(DATA SECTION begins)

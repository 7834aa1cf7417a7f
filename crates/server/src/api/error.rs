/// API 错误响应
///
/// 把 `common::Error` 映射为状态码与结构化 JSON：
/// 400 校验类，409 冲突与检查点状态，404 未找到，502 远端执行，500 其他。

use axum::{
    http::StatusCode,
    response::{IntoResponse, Response},
    Json,
};
use serde_json::{json, Value};
use tracing::error;

#[derive(Debug)]
pub struct ApiError(pub common::Error);

impl From<common::Error> for ApiError {
    fn from(err: common::Error) -> Self {
        ApiError(err)
    }
}

impl ApiError {
    fn status(&self) -> StatusCode {
        use common::Error::*;

        match &self.0 {
            Validation { .. } | NetworkTopology { .. } => StatusCode::BAD_REQUEST,
            Conflict { .. } | CheckpointState { .. } => StatusCode::CONFLICT,
            NotFound(_) => StatusCode::NOT_FOUND,
            RemoteStep { .. } | Ssh(_) => StatusCode::BAD_GATEWAY,
            _ => StatusCode::INTERNAL_SERVER_ERROR,
        }
    }

    fn detail(&self) -> Value {
        use common::Error::*;

        match &self.0 {
            Validation { field, .. } | Conflict { field, .. } | NetworkTopology { field, .. } => {
                json!({ "field": field })
            }
            CheckpointState { checkpoint_id, state } => {
                json!({ "checkpoint_id": checkpoint_id, "state": state })
            }
            RemoteStep {
                index,
                command,
                exit_status,
                output,
            } => json!({
                "step": index,
                "command": command,
                "exit_status": exit_status,
                "output": output,
            }),
            _ => Value::Null,
        }
    }
}

impl IntoResponse for ApiError {
    fn into_response(self) -> Response {
        let status = self.status();
        if status.is_server_error() {
            error!("请求处理失败: {}", self.0);
        }

        let body = Json(json!({
            "error": self.0.code(),
            "message": self.0.to_string(),
            "detail": self.detail(),
        }));

        (status, body).into_response()
    }
}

(DATA SECTION ends)

• [ACTIVITY] Could you return all of the entries exactly as they stand?

• [COMPLETED EXERCISE]
repository 7834aa1cf7417a7f
filename crates/server/src/api/error.rs
/// API 错误响应
///
/// 把 `common::Error` 映射为状态码与结构化 JSON：
/// 400 校验类，409 冲突与检查点状态，404 未找到，502 远端执行，500 其他。

use axum::{
    http::StatusCode,
    response::{IntoResponse, Response},
    Json,
};
use serde_json::{json, Value};
use tracing::error;

#[derive(Debug)]
pub struct ApiError(pub common::Error);

impl From<common::Error> for ApiError {
    fn from(err: common::Error) -> Self {
        ApiError(err)
    }
}

impl ApiError {
    fn status(&self) -> StatusCode {
        use common::Error::*;

        match &self.0 {
            Validation { .. } | NetworkTopology { .. } => StatusCode::BAD_REQUEST,
            Conflict { .. } | CheckpointState { .. } => StatusCode::CONFLICT,
            NotFound(_) => StatusCode::NOT_FOUND,
            RemoteStep { .. } | Ssh(_) => StatusCode::BAD_GATEWAY,
            _ => StatusCode::INTERNAL_SERVER_ERROR,
        }
    }

    fn detail(&self) -> Value {
        use common::Error::*;

        match &self.0 {
            Validation { field, .. } | Conflict { field, .. } | NetworkTopology { field, .. } => {
                json!({ "field": field })
            }
            CheckpointState { checkpoint_id, state } => {
                json!({ "checkpoint_id": checkpoint_id, "state": state })
            }
            RemoteStep {
                index,
                command,
                exit_status,
                output,
            } => json!({
                "step": index,
                "command": command,
                "exit_status": exit_status,
                "output": output,
            }),
            _ => Value::Null,
        }
    }
}

impl IntoResponse for ApiError {
    fn into_response(self) -> Response {
        let status = self.status();
        if status.is_server_error() {
            error!("请求处理失败: {}", self.0);
        }

        let body = Json(json!({
            "error": self.0.code(),
            "message": self.0.to_string(),
            "detail": self.detail(),
        }));

        (status, body).into_response()
    }
}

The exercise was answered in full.